TASK ITEM: Find the line containing "fn main() ->". Retype it and every line after it through the end of the entries, exactly as written, with nothing added.

Stored items
◇ ◇ ◇ ◇ ◇ ◇ ◇

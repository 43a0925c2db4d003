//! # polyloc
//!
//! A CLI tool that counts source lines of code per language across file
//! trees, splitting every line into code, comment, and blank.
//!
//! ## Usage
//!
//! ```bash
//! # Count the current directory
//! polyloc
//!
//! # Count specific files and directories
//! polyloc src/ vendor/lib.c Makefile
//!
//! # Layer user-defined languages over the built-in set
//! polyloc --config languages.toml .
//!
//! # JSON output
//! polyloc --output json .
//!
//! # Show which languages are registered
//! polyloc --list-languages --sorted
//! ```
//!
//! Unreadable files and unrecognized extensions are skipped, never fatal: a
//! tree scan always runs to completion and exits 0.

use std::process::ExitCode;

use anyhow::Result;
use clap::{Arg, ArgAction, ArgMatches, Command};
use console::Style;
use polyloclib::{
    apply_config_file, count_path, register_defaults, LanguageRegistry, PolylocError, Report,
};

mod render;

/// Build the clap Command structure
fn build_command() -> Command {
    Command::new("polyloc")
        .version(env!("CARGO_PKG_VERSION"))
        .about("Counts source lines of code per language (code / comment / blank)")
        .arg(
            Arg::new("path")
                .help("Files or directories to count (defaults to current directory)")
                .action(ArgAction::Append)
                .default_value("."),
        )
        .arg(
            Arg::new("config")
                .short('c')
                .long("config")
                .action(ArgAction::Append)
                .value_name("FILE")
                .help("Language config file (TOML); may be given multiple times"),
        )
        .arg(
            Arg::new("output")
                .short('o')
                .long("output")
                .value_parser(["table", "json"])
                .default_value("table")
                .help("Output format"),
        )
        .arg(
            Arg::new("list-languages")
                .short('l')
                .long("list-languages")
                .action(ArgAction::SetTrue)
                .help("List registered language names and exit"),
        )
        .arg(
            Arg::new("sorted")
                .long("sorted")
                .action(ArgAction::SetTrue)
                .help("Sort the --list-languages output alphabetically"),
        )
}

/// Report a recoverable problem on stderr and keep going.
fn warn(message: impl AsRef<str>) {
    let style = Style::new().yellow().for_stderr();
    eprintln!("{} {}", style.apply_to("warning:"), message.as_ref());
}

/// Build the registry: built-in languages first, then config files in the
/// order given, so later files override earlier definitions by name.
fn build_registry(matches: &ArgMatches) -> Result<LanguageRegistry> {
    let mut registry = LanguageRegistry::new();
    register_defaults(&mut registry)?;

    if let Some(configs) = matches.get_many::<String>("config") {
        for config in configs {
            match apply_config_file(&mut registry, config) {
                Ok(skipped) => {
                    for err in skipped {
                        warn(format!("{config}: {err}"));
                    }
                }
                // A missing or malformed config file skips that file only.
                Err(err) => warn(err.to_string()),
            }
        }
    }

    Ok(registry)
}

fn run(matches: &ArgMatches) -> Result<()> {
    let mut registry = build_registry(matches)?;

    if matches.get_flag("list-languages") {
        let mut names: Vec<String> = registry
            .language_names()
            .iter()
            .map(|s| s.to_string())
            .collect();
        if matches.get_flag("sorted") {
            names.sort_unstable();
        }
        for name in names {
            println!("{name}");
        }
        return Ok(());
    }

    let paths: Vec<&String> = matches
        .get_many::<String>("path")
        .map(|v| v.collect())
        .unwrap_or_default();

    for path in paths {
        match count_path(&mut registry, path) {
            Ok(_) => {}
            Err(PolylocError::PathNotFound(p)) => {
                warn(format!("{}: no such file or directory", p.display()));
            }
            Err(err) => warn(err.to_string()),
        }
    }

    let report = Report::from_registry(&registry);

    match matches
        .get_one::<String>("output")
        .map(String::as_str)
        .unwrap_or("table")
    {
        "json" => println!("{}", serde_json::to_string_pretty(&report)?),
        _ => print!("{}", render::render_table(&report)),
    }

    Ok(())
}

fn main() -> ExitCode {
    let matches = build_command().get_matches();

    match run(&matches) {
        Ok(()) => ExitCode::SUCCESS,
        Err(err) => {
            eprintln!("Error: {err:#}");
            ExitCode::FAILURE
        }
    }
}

◇ ◇ ◇ ◇ ◇ ◇ ◇

ANSWER SECTION:
fn main() -> ExitCode {
    let matches = build_command().get_matches();

    match run(&matches) {
        Ok(()) => ExitCode::SUCCESS,
        Err(err) => {
            eprintln!("Error: {err:#}");
            ExitCode::FAILURE
        }
    }
}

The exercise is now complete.